Protection of information in applications and systems has become increasingly important as a result of the rapid development and widespread deployment of computer systems in our daily life. The most common protection measures used in computer systems are:

  • Prevention – applied to prevent information from unauthorized access, theft or damage.
  • Detection – refers to discovery when information has been damaged, how it has been damaged, and who has caused the damage.
  • Recovery – allows restoring the information that has been damaged or assessing and repairing any damage to the information. 

Due to the fact that any browser-based code and session can be always compromised, we should never rely solely on front-end security and always combine it with much stricter back-end policies. So front-end security policies can be treated only as an additional layer of prevention mechanisms. In the classical security context, prevention usually attempts to achieve three security goals: confidentiality, integrity, and availability.

  • Confidentiality – applied to prevent unauthorized disclosure of information.
  • Integrity – prevents unauthorized modification of information,
  • Availability – unauthorized withholding of information.

Having that in mind, we can help enforce availability in the browser and we can also provide basis for confidentiality and integrity by implementing one of the multiple access control patterns. So, generally speaking, access control in browsers is concerned with limiting users’ access to protected resources.

Angular permission

Following the current trend, more and more applications and systems rely on browser-based client applications that require managing permissions and often roles the same way backend-based systems used to. To meet these requirements, we can see a growing number of JavaScript libraries that try to adapt and implement access control patterns in a browser environment. One of the most popular is angular-permission that allows to implement Access Control List Pattern and relies on Angular and UI-Router, both commonly used in client-side JavaScript application development.

At first, it is required to include in one of your modules – probably top-most – dependency to permission module:

angular.module('app', [..., 'permission']);

Setting up permissions

The permission library in order to set permissions requires two values to be provided: permission name and validation function, where the first one is used to represent the identification name of the permission and the second one is used when checking if a set identifier is still valid. Validation can be checked either browser-side or server-side.

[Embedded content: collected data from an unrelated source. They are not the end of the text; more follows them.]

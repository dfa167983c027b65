//! Collaborator interfaces consumed by the sync core
//!
//! Implementations are injected at construction; nothing here is wired up
//! through late-bound callbacks.

use crate::{Burst, HwError, TransportError};

/// Vibration actuator driver
///
/// Calls are expected to complete in a bounded, small time (100-500us). The
/// scheduling task is the only caller while a session runs.
pub trait HapticDriver: Send {
    /// Number of addressable fingers
    fn finger_count(&self) -> u8;

    /// Pre-select channel and frequency ahead of an activation
    fn prepare(&mut self, _finger: u8, _frequency_hz: u16) -> Result<(), HwError> {
        Ok(())
    }

    fn activate(&mut self, finger: u8, amplitude: u8) -> Result<(), HwError>;

    fn deactivate(&mut self, finger: u8) -> Result<(), HwError>;

    /// Deactivate every finger, continuing past individual failures
    ///
    /// Returns the first failure, if any.
    fn all_off(&mut self) -> Result<(), HwError> {
        let mut first_err = None;
        for finger in 0..self.finger_count() {
            if let Err(e) = self.deactivate(finger) {
                first_err.get_or_insert(e);
            }
        }
        first_err.map_or(Ok(()), Err)
    }
}

impl<D: HapticDriver + ?Sized> HapticDriver for Box<D> {
    fn finger_count(&self) -> u8 {
        (**self).finger_count()
    }

    fn prepare(&mut self, finger: u8, frequency_hz: u16) -> Result<(), HwError> {
        (**self).prepare(finger, frequency_hz)
    }

    fn activate(&mut self, finger: u8, amplitude: u8) -> Result<(), HwError> {
        (**self).activate(finger, amplitude)
    }

    fn deactivate(&mut self, finger: u8) -> Result<(), HwError> {
        (**self).deactivate(finger)
    }

    fn all_off(&mut self) -> Result<(), HwError> {
        (**self).all_off()
    }
}

/// Outbound half of the radio link
///
/// Delivery is best effort and may reorder. `send` must not block: it is
/// also called from the arrival context to answer pings.
pub trait Transport: Send + Sync {
    fn send(&self, frame: &[u8]) -> Result<(), TransportError>;
}

/// Inbound half of the radio link
///
/// Invoked by the transport from its own (asynchronous) context whenever
/// bytes arrive. Must never block and never panic.
pub trait ByteSink: Send {
    fn on_bytes_received(&mut self, bytes: &[u8]);
}

/// Upstream pattern generator
///
/// Produces the bursts of one cycle; deltas are relative to the cycle start.
pub trait PatternSource: Send {
    fn next_cycle(&mut self) -> Vec<Burst>;
}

Locally validated permissions

So, let’s create a simple local (browser-side) permission:

The above code is pretty straightforward. It returns permission USER as valid only when property user is defined in root-scope. Easy.

Server-side validated permissions

However, quite often you will want to check in real time while a user is using our application if the permissions are valid. Let’s assume that we have a session mechanism implemented by PermissionService that returns a promise from hasPermission method checking via $http or $resource whether the permission is valid for the user. Internals of this method are not so important, so let’s just rely on the interface signature of this method. To create a server validated permission, we can use the same method setPermission.   

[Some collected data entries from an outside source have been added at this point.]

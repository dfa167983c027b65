//! SimulatedLink - one direction of a lossy radio link with its delivery worker

use std::sync::{Arc, Mutex, PoisonError};
use std::time::Duration;

use bytes::Bytes;
use rand::rngs::StdRng;
use rand::{Rng, SeedableRng};
use tokio::sync::{mpsc, oneshot};
use tokio::task::JoinHandle;
use tokio::time::Instant;
use tracing::{debug, error, instrument, trace, warn};

use contracts::{ByteSink, LinkConfig, Transport, TransportError};

use crate::error::LinkError;
use crate::metrics::LinkMetrics;

struct InFlight {
    bytes: Bytes,
    deliver_at: Instant,
}

#[derive(Debug, Clone, Copy)]
struct Shaping {
    latency: Duration,
    jitter_us: u64,
    loss_rate: f64,
}

/// Sending half of a [`SimulatedLink`]
///
/// Cheap to clone; `send` never blocks and never waits for delivery.
#[derive(Clone)]
pub struct LinkTransport {
    name: Arc<str>,
    tx: mpsc::Sender<InFlight>,
    shaping: Shaping,
    max_payload: usize,
    rng: Arc<Mutex<StdRng>>,
    metrics: Arc<LinkMetrics>,
}

impl LinkTransport {
    pub fn name(&self) -> &str {
        &self.name
    }

    pub fn metrics(&self) -> &Arc<LinkMetrics> {
        &self.metrics
    }

    /// Roll loss and delay for one frame
    fn roll(&self) -> (bool, Duration) {
        let mut rng = self.rng.lock().unwrap_or_else(PoisonError::into_inner);
        let lost = self.shaping.loss_rate > 0.0 && rng.random_bool(self.shaping.loss_rate);
        let jitter = if self.shaping.jitter_us > 0 {
            rng.random_range(0..=self.shaping.jitter_us)
        } else {
            0
        };
        (lost, self.shaping.latency + Duration::from_micros(jitter))
    }
}

impl Transport for LinkTransport {
    fn send(&self, frame: &[u8]) -> Result<(), TransportError> {
        if frame.len() > self.max_payload {
            self.metrics.inc_oversize();
            return Err(TransportError::PayloadTooLarge {
                len: frame.len(),
                max: self.max_payload,
            });
        }
        if self.tx.is_closed() {
            return Err(TransportError::closed(self.name.as_ref()));
        }

        let (lost, delay) = self.roll();
        if lost {
            self.metrics.inc_sent();
            self.metrics.inc_lost();
            trace!(link = %self.name, len = frame.len(), "frame lost in flight");
            return Ok(());
        }

        let in_flight = InFlight {
            bytes: Bytes::copy_from_slice(frame),
            deliver_at: Instant::now() + delay,
        };
        match self.tx.try_send(in_flight) {
            Ok(()) => {
                self.metrics.inc_sent();
                self.metrics
                    .set_queue_len(self.tx.max_capacity() - self.tx.capacity());
                Ok(())
            }
            Err(mpsc::error::TrySendError::Full(_)) => {
                self.metrics.inc_dropped();
                warn!(link = %self.name, "link queue full, frame dropped");
                Err(TransportError::queue_full(self.name.as_ref()))
            }
            Err(mpsc::error::TrySendError::Closed(_)) => {
                Err(TransportError::closed(self.name.as_ref()))
            }
        }
    }
}

/// One direction of the simulated radio
///
/// Frames sent through [`LinkTransport`] are queued until a receiver is
/// attached; the worker then hands each one to the [`ByteSink`] once its
/// simulated delay has elapsed.
pub struct SimulatedLink {
    transport: LinkTransport,
    rx: Option<mpsc::Receiver<InFlight>>,
    shutdown_tx: Option<oneshot::Sender<()>>,
    worker_handle: Option<JoinHandle<()>>,
}

impl SimulatedLink {
    pub fn new(name: impl Into<String>, config: &LinkConfig) -> Result<Self, LinkError> {
        Self::build(name.into(), config, StdRng::from_os_rng())
    }

    /// Link with reproducible loss and jitter
    pub fn with_seed(
        name: impl Into<String>,
        config: &LinkConfig,
        seed: u64,
    ) -> Result<Self, LinkError> {
        Self::build(name.into(), config, StdRng::seed_from_u64(seed))
    }

    fn build(name: String, config: &LinkConfig, rng: StdRng) -> Result<Self, LinkError> {
        if !(0.0..1.0).contains(&config.loss_rate) {
            return Err(LinkError::invalid_config(
                name,
                format!("loss_rate {} outside [0, 1)", config.loss_rate),
            ));
        }
        if config.queue_capacity == 0 {
            return Err(LinkError::invalid_config(name, "queue_capacity must be > 0"));
        }

        let (tx, rx) = mpsc::channel(config.queue_capacity);
        let transport = LinkTransport {
            name: Arc::from(name),
            tx,
            shaping: Shaping {
                latency: Duration::from_micros(config.latency_us),
                jitter_us: config.jitter_us,
                loss_rate: config.loss_rate,
            },
            max_payload: config.max_payload,
            rng: Arc::new(Mutex::new(rng)),
            metrics: Arc::new(LinkMetrics::new()),
        };
        Ok(Self {
            transport,
            rx: Some(rx),
            shutdown_tx: None,
            worker_handle: None,
        })
    }

    pub fn name(&self) -> &str {
        self.transport.name()
    }

    pub fn transport(&self) -> LinkTransport {
        self.transport.clone()
    }

    pub fn metrics(&self) -> &Arc<LinkMetrics> {
        self.transport.metrics()
    }

    /// Start delivering to `sink` from a dedicated task
    pub fn attach<S: ByteSink + 'static>(&mut self, sink: S) -> Result<(), LinkError> {
        let rx = self.rx.take().ok_or_else(|| LinkError::AlreadyAttached {
            link: self.name().to_string(),
        })?;
        let (shutdown_tx, shutdown_rx) = oneshot::channel();
        let metrics = Arc::clone(self.metrics());
        let name = self.name().to_string();

        self.worker_handle = Some(tokio::spawn(async move {
            link_worker(sink, rx, shutdown_rx, metrics, name).await;
        }));
        self.shutdown_tx = Some(shutdown_tx);
        Ok(())
    }

    /// Stop delivering; frames still in flight are discarded
    #[instrument(name = "link_shutdown", skip(self), fields(link = %self.name()))]
    pub async fn shutdown(mut self) {
        if let Some(tx) = self.shutdown_tx.take() {
            let _ = tx.send(());
        }
        if let Some(handle) = self.worker_handle.take() {
            if let Err(e) = handle.await {
                error!(link = %self.name(), error = ?e, "Link worker panicked");
            }
        }
        debug!(link = %self.name(), metrics = %self.metrics().snapshot(), "Link shutdown complete");
    }
}

/// Both directions between a leader and a follower
///
/// Returns `(leader_to_follower, follower_to_leader)`.
pub fn link_pair(config: &LinkConfig) -> Result<(SimulatedLink, SimulatedLink), LinkError> {
    Ok((
        SimulatedLink::new("leader->follower", config)?,
        SimulatedLink::new("follower->leader", config)?,
    ))
}

/// Worker task that delivers frames once their delay has elapsed
#[instrument(
    name = "link_worker_loop",
    skip(sink, rx, shutdown, metrics),
    fields(link = %name)
)]
async fn link_worker<S: ByteSink>(
    mut sink: S,
    mut rx: mpsc::Receiver<InFlight>,
    mut shutdown: oneshot::Receiver<()>,
    metrics: Arc<LinkMetrics>,
    name: String,
) {
    debug!(link = %name, "Link worker started");

    loop {
        let frame = tokio::select! {
            biased;
            _ = &mut shutdown => break,
            frame = rx.recv() => match frame {
                Some(frame) => frame,
                None => break,
            },
        };

        tokio::select! {
            biased;
            _ = &mut shutdown => break,
            _ = tokio::time::sleep_until(frame.deliver_at) => {}
        }

        metrics.set_queue_len(rx.len());
        sink.on_bytes_received(&frame.bytes);
        metrics.inc_delivered();
    }

    debug!(link = %name, delivered = metrics.delivered(), "Link worker stopped");
}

Having in mind that making a request for the server every time when the state of application changes may be very inefficient and cause a user to wait for some time for the server to handle permission requests, most commonly we receive a set of permissions along with authentication response of the user. In this case, the method setManyPermissions comes in handy.

Checking permissions

Angular-permission allows checking permissions on every level of application stack: in services, views, and states.

State

Permission allows you to provide permissions object in data property in every angular UI-router’s state definition on the config phase of the application. If you want to make sure that only ADMIN users can access the dashboard state, we just need to add the only property that restricts access to users that have valid ADMIN permission set. Permission library will intercept state resolving to check those permissions first, disabling accessing state for non-authorized users and redirecting them to a state provided in redirectTo property.

Alternatively, you can add except key that will specify the list of permissions that are not allowed to be authorized for the state.

View

Analogously to state, the permission library provides a directive permission that allows checking permission level inside the view. The directive accepts two arguments only and except that can be either a string or an array of limiting permissions. In the internals, the directive will hide all non-authorized elements adding ng-hide class to them.

Service

In order to check the permissions inside factories and services, the Permission service exposes the authorize method allowing to pass the object with a map of permissions returning promise with authorization result.

Cleaning up session

When user session revokes, we usually want to clean up all our previously set permission definitions. Angular-permission exposes helper method clearPermssions allowing to remove all defined validation methods.

Summing up

Managing security prevention policies using the angular-permission library is an easy and quite efficient task. The overhead of code is minimal and restricted to the scope of the problem covering all levels of angular infrastructure.

The current limitation is the lack of roles that could be used of as aliases for sets of permissions. This feature may be required from the business point of view, but also add complexity to evaluating authorization of the user. Basing on ACL implementation cost of authorization is equal n*(log(m))complexity where n is a number of checking permissions on state eg. in views and m is the length of the defined permissions list. The cost of adding roles and implementing RBAC will be exponential algorithmic complexity resulting in large application performance issues.